__Data provided__:
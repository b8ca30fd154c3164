use std::sync::atomic::{AtomicU32, AtomicU8, AtomicUsize, Ordering};
use std::sync::Arc;

use crate::AudioBuffer;

use super::events::EventSender;
use super::PlaybackState;

/// Playback values shared between the control thread and the audio callback.
///
/// Every field is a plain atomic so the callback never waits on the control
/// thread.
#[derive(Debug)]
pub(crate) struct Transport {
    position: AtomicUsize,
    /// `f32` bit pattern.
    volume: AtomicU32,
    state: AtomicU8,
}

impl Transport {
    pub(crate) fn new(volume: f32) -> Self {
        Self {
            position: AtomicUsize::new(0),
            volume: AtomicU32::new(volume.to_bits()),
            state: AtomicU8::new(PlaybackState::Stopped as u8),
        }
    }

    #[inline]
    pub(crate) fn position(&self) -> usize {
        self.position.load(Ordering::Acquire)
    }

    #[inline]
    pub(crate) fn set_position(&self, frame: usize) {
        self.position.store(frame, Ordering::Release);
    }

    /// Moves the cursor from `from` to `to` unless a seek landed in between.
    #[inline]
    pub(crate) fn advance(&self, from: usize, to: usize) -> bool {
        self.position
            .compare_exchange(from, to, Ordering::AcqRel, Ordering::Acquire)
            .is_ok()
    }

    #[inline]
    pub(crate) fn volume(&self) -> f32 {
        f32::from_bits(self.volume.load(Ordering::Relaxed))
    }

    #[inline]
    pub(crate) fn set_volume(&self, volume: f32) {
        self.volume.store(volume.to_bits(), Ordering::Relaxed);
    }

    #[inline]
    pub(crate) fn state(&self) -> PlaybackState {
        PlaybackState::from(self.state.load(Ordering::Acquire))
    }

    #[inline]
    pub(crate) fn set_state(&self, state: PlaybackState) {
        self.state.store(state as u8, Ordering::Release);
    }

    /// Atomically swaps `from` for `to`; false if the state had moved on.
    #[inline]
    pub(crate) fn transition(&self, from: PlaybackState, to: PlaybackState) -> bool {
        self.state
            .compare_exchange(from as u8, to as u8, Ordering::AcqRel, Ordering::Acquire)
            .is_ok()
    }

    /// Rewinds a cursor parked at `end` and stops playback.
    ///
    /// False when a seek moved the cursor first, or a control call already
    /// left the playing state.
    #[inline]
    pub(crate) fn finish(&self, end: usize) -> bool {
        self.advance(end, 0) && self.transition(PlaybackState::Playing, PlaybackState::Stopped)
    }
}

/// Real-time half of the playback engine, handed to the output device.
///
/// [`Renderer::render`] only reads the shared buffer, does bounded copies and
/// sends on a pre-allocated bounded channel. It never allocates, locks or
/// blocks.
pub struct Renderer {
    buffer: Arc<AudioBuffer>,
    transport: Arc<Transport>,
    events: EventSender,
}

impl Renderer {
    pub(crate) fn new(
        buffer: Arc<AudioBuffer>,
        transport: Arc<Transport>,
        events: EventSender,
    ) -> Self {
        Self {
            buffer,
            transport,
            events,
        }
    }

    /// Fills an interleaved output block and advances the playback cursor.
    pub fn render(&self, output: &mut [f32]) {
        if self.transport.state() != PlaybackState::Playing {
            output.fill(0.0);
            return;
        }

        let channels = self.buffer.channels() as usize;
        let frame_count = self.buffer.frame_count();
        let position = self.transport.position().min(frame_count);
        let requested = output.len() / channels;
        let available = requested.min(frame_count - position);
        let volume = self.transport.volume();

        let start = position * channels;
        let source = &self.buffer.samples()[start..start + available * channels];
        let (head, tail) = output.split_at_mut(available * channels);
        for (out, sample) in head.iter_mut().zip(source) {
            *out = sample * volume;
        }
        tail.fill(0.0);

        let next = position + available;
        if !self.transport.advance(position, next) {
            // A seek won the race; the next block starts from it.
            return;
        }
        // Position updates are lossy while the queue is full; the finish lane
        // is separate.
        self.events.position(next as u64);

        if next == frame_count && self.transport.finish(frame_count) {
            self.events.position(0);
            self.events.finished();
        }
    }
}

impl std::fmt::Debug for Renderer {
    fn fmt(&self, f: &mut std::fmt::Formatter<'_>) -> std::fmt::Result {
        f.debug_struct("Renderer")
            .field("channels", &self.buffer.channels())
            .field("frames", &self.buffer.frame_count())
            .finish()
    }
}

__Problem to work on__: How many lines in the listing contain "Renderer"? Answer with the number alone.

__Task answer__: 5